QUOTE: Originally posted by PNWRMNM

I think the shortline president likely got misquoted. I am sure that he and the Class I connections would prefer unit trains but it is clear the customers can not handle them today. The railroads can not force a square peg into a round hole. The question should be "What is the future of this business?"

Ethanol is relatively light so IIRC cars will be about 30,000 gallons and 100 tons net. These cars will cost about $70,000 each or $700 per month. Shippers and consignees may use the tank cars as storage but they will be much more expensive than in plant fixed storage tanks. The railroad will quote rates either with mileage payment or without. This makes the railroad indifferent to car cycle time. Whoever supplys the cars will not be indifferent, however.

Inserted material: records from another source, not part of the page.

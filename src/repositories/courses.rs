use sqlx::PgPool;
use time::PrimitiveDateTime;

use crate::db::models::Course;
use crate::db::types::{CourseStatus, TaskStatus};

const COURSE_COLUMNS: &str = "id, name, description, max_students, course_start_date, \
     course_end_date, enroll_date_start, enroll_date_end, creator_id, creator_name, \
     background, status, created_at, updated_at";

pub(crate) struct CreateCourse<'a> {
    pub(crate) id: &'a str,
    pub(crate) name: &'a str,
    pub(crate) description: &'a str,
    pub(crate) max_students: i32,
    pub(crate) course_start_date: PrimitiveDateTime,
    pub(crate) course_end_date: PrimitiveDateTime,
    pub(crate) enroll_date_start: Option<PrimitiveDateTime>,
    pub(crate) enroll_date_end: Option<PrimitiveDateTime>,
    pub(crate) creator_id: &'a str,
    pub(crate) creator_name: &'a str,
    pub(crate) background: Option<&'a str>,
    pub(crate) correlatives: &'a [String],
    pub(crate) created_at: PrimitiveDateTime,
}

pub(crate) struct UpdateCourse {
    pub(crate) name: Option<String>,
    pub(crate) description: Option<String>,
    pub(crate) max_students: Option<i32>,
    pub(crate) course_start_date: Option<PrimitiveDateTime>,
    pub(crate) course_end_date: Option<PrimitiveDateTime>,
    pub(crate) background: Option<String>,
    pub(crate) updated_at: PrimitiveDateTime,
}

impl UpdateCourse {
    pub(crate) fn is_empty(&self) -> bool {
        self.name.is_none()
            && self.description.is_none()
            && self.max_students.is_none()
            && self.course_start_date.is_none()
            && self.course_end_date.is_none()
            && self.background.is_none()
    }
}

/// The course row and its correlative rows commit together.
pub(crate) async fn create(pool: &PgPool, params: CreateCourse<'_>) -> Result<Course, sqlx::Error> {
    let mut tx = pool.begin().await?;

    let course = sqlx::query_as::<_, Course>(&format!(
        "INSERT INTO courses (
            id, name, description, max_students, course_start_date, course_end_date,
            enroll_date_start, enroll_date_end, creator_id, creator_name, background,
            status, created_at, updated_at
         ) VALUES ($1,$2,$3,$4,$5,$6,$7,$8,$9,$10,$11,'open',$12,$12)
         RETURNING {COURSE_COLUMNS}",
    ))
    .bind(params.id)
    .bind(params.name)
    .bind(params.description)
    .bind(params.max_students)
    .bind(params.course_start_date)
    .bind(params.course_end_date)
    .bind(params.enroll_date_start)
    .bind(params.enroll_date_end)
    .bind(params.creator_id)
    .bind(params.creator_name)
    .bind(params.background)
    .bind(params.created_at)
    .fetch_one(&mut *tx)
    .await?;

    for correlative_id in params.correlatives {
        sqlx::query(
            "INSERT INTO course_correlatives (course_id, correlative_course_id)
             VALUES ($1, $2)
             ON CONFLICT DO NOTHING",
        )
        .bind(&course.id)
        .bind(correlative_id)
        .execute(&mut *tx)
        .await?;
    }

    tx.commit().await?;
    Ok(course)
}

pub(crate) async fn find_by_id(
    pool: &PgPool,
    course_id: &str,
) -> Result<Option<Course>, sqlx::Error> {
    sqlx::query_as::<_, Course>(&format!("SELECT {COURSE_COLUMNS} FROM courses WHERE id = $1"))
        .bind(course_id)
        .fetch_optional(pool)
        .await
}

pub(crate) async fn list_all(pool: &PgPool) -> Result<Vec<Course>, sqlx::Error> {
    sqlx::query_as::<_, Course>(&format!(
        "SELECT {COURSE_COLUMNS} FROM courses ORDER BY created_at DESC"
    ))
    .fetch_all(pool)
    .await
}

pub(crate) async fn list_paginated(
    pool: &PgPool,
    offset: i64,
    limit: i64,
) -> Result<Vec<Course>, sqlx::Error> {
    sqlx::query_as::<_, Course>(&format!(
        "SELECT {COURSE_COLUMNS} FROM courses
         ORDER BY created_at DESC
         OFFSET $1 LIMIT $2"
    ))
    .bind(offset)
    .bind(limit)
    .fetch_all(pool)
    .await
}

pub(crate) async fn count_all(pool: &PgPool) -> Result<i64, sqlx::Error> {
    sqlx::query_scalar::<_, i64>("SELECT COUNT(*) FROM courses").fetch_one(pool).await
}

pub(crate) async fn search(pool: &PgPool, query: &str) -> Result<Vec<Course>, sqlx::Error> {
    let pattern = format!("%{}%", query.replace('%', "\\%").replace('_', "\\_"));
    sqlx::query_as::<_, Course>(&format!(
        "SELECT {COURSE_COLUMNS} FROM courses
         WHERE name ILIKE $1 OR description ILIKE $1 OR creator_name ILIKE $1
         ORDER BY created_at DESC"
    ))
    .bind(pattern)
    .fetch_all(pool)
    .await
}

pub(crate) async fn list_owned(
    pool: &PgPool,
    creator_id: &str,
    offset: i64,
    limit: i64,
) -> Result<Vec<Course>, sqlx::Error> {
    sqlx::query_as::<_, Course>(&format!(
        "SELECT {COURSE_COLUMNS} FROM courses
         WHERE creator_id = $1
         ORDER BY created_at DESC
         OFFSET $2 LIMIT $3"
    ))
    .bind(creator_id)
    .bind(offset)
    .bind(limit)
    .fetch_all(pool)
    .await
}

pub(crate) async fn count_owned(pool: &PgPool, creator_id: &str) -> Result<i64, sqlx::Error> {
    sqlx::query_scalar::<_, i64>("SELECT COUNT(*) FROM courses WHERE creator_id = $1")
        .bind(creator_id)
        .fetch_one(pool)
        .await
}

pub(crate) async fn update(
    pool: &PgPool,
    course_id: &str,
    params: UpdateCourse,
) -> Result<(), sqlx::Error> {
    sqlx::query(
        "UPDATE courses SET
            name = COALESCE($1, name),
            description = COALESCE($2, description),
            max_students = COALESCE($3, max_students),
            course_start_date = COALESCE($4, course_start_date),
            course_end_date = COALESCE($5, course_end_date),
            background = COALESCE($6, background),
            updated_at = $7
         WHERE id = $8",
    )
    .bind(params.name)
    .bind(params.description)
    .bind(params.max_students)
    .bind(params.course_start_date)
    .bind(params.course_end_date)
    .bind(params.background)
    .bind(params.updated_at)
    .bind(course_id)
    .execute(pool)
    .await?;
    Ok(())
}

pub(crate) async fn delete(pool: &PgPool, course_id: &str) -> Result<u64, sqlx::Error> {
    let result = sqlx::query("DELETE FROM courses WHERE id = $1").bind(course_id).execute(pool).await?;
    Ok(result.rows_affected())
}

/// Reopening wipes the roster and reactivates the course's tasks; both
/// writes ride the same transaction as the status flip.
pub(crate) async fn reopen(
    pool: &PgPool,
    course_id: &str,
    updated_at: PrimitiveDateTime,
    task_updated_at_ms: i64,
) -> Result<(), sqlx::Error> {
    let mut tx = pool.begin().await?;

    sqlx::query("UPDATE courses SET status = $1, updated_at = $2 WHERE id = $3")
        .bind(CourseStatus::Open)
        .bind(updated_at)
        .bind(course_id)
        .execute(&mut *tx)
        .await?;

    sqlx::query("DELETE FROM course_students WHERE course_id = $1")
        .bind(course_id)
        .execute(&mut *tx)
        .await?;

    sqlx::query("UPDATE tasks SET status = $1, updated_at_ms = $2 WHERE course_id = $3")
        .bind(TaskStatus::Open)
        .bind(task_updated_at_ms)
        .bind(course_id)
        .execute(&mut *tx)
        .await?;

    tx.commit().await
}

pub(crate) async fn close(
    pool: &PgPool,
    course_id: &str,
    updated_at: PrimitiveDateTime,
    task_updated_at_ms: i64,
) -> Result<(), sqlx::Error> {
    let mut tx = pool.begin().await?;

    sqlx::query("UPDATE courses SET status = $1, updated_at = $2 WHERE id = $3")
        .bind(CourseStatus::Closed)
        .bind(updated_at)
        .bind(course_id)
        .execute(&mut *tx)
        .await?;

    sqlx::query("UPDATE tasks SET status = $1, updated_at_ms = $2 WHERE course_id = $3")
        .bind(TaskStatus::Closed)
        .bind(task_updated_at_ms)
        .bind(course_id)
        .execute(&mut *tx)
        .await?;

    tx.commit().await
}

pub(crate) async fn list_correlatives(
    pool: &PgPool,
    course_id: &str,
) -> Result<Vec<String>, sqlx::Error> {
    sqlx::query_scalar::<_, String>(
        "SELECT correlative_course_id FROM course_correlatives WHERE course_id = $1",
    )
    .bind(course_id)
    .fetch_all(pool)
    .await
}

pub(crate) async fn list_students(
    pool: &PgPool,
    course_id: &str,
) -> Result<Vec<String>, sqlx::Error> {
    sqlx::query_scalar::<_, String>(
        "SELECT student_id FROM course_students
         WHERE course_id = $1
         ORDER BY enrolled_at",
    )
    .bind(course_id)
    .fetch_all(pool)
    .await
}

pub(crate) async fn count_students(pool: &PgPool, course_id: &str) -> Result<i64, sqlx::Error> {
    sqlx::query_scalar::<_, i64>("SELECT COUNT(*) FROM course_students WHERE course_id = $1")
        .bind(course_id)
        .fetch_one(pool)
        .await
}

pub(crate) async fn is_enrolled(
    pool: &PgPool,
    course_id: &str,
    student_id: &str,
) -> Result<bool, sqlx::Error> {
    sqlx::query_scalar::<_, bool>(
        "SELECT EXISTS (
            SELECT 1 FROM course_students WHERE course_id = $1 AND student_id = $2
         )",
    )
    .bind(course_id)
    .bind(student_id)
    .fetch_one(pool)
    .await
}

pub(crate) async fn add_student(
    pool: &PgPool,
    course_id: &str,
    student_id: &str,
    enrolled_at: PrimitiveDateTime,
) -> Result<(), sqlx::Error> {
    sqlx::query(
        "INSERT INTO course_students (course_id, student_id, enrolled_at)
         VALUES ($1, $2, $3)",
    )
    .bind(course_id)
    .bind(student_id)
    .bind(enrolled_at)
    .execute(pool)
    .await?;
    Ok(())
}

pub(crate) async fn list_enrolled_courses(
    pool: &PgPool,
    student_id: &str,
) -> Result<Vec<Course>, sqlx::Error> {
    sqlx::query_as::<_, Course>(&format!(
        "SELECT {COURSE_COLUMNS} FROM courses
         WHERE id IN (SELECT course_id FROM course_students WHERE student_id = $1)
         ORDER BY created_at DESC"
    ))
    .bind(student_id)
    .fetch_all(pool)
    .await
}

Taking the figures from the article, I doubt that anyone will want to wait 10 days to accumulate a unit train and switch 10 car cuts to do it. On 100 cars that is 1000 car days or 33.3 car months. At $700 per month someone spent over $21,000 in car cost just sitting around at origin.

I think the railroads will offer block rates on 10, 20, or 25 car blocks and unit trains. Producers, marketers and users will size their facilities as they will and pay the rate for the service they choose. In short, I do not think the railroads are going to force anyone to do anything. They will offer choices and customers will choose.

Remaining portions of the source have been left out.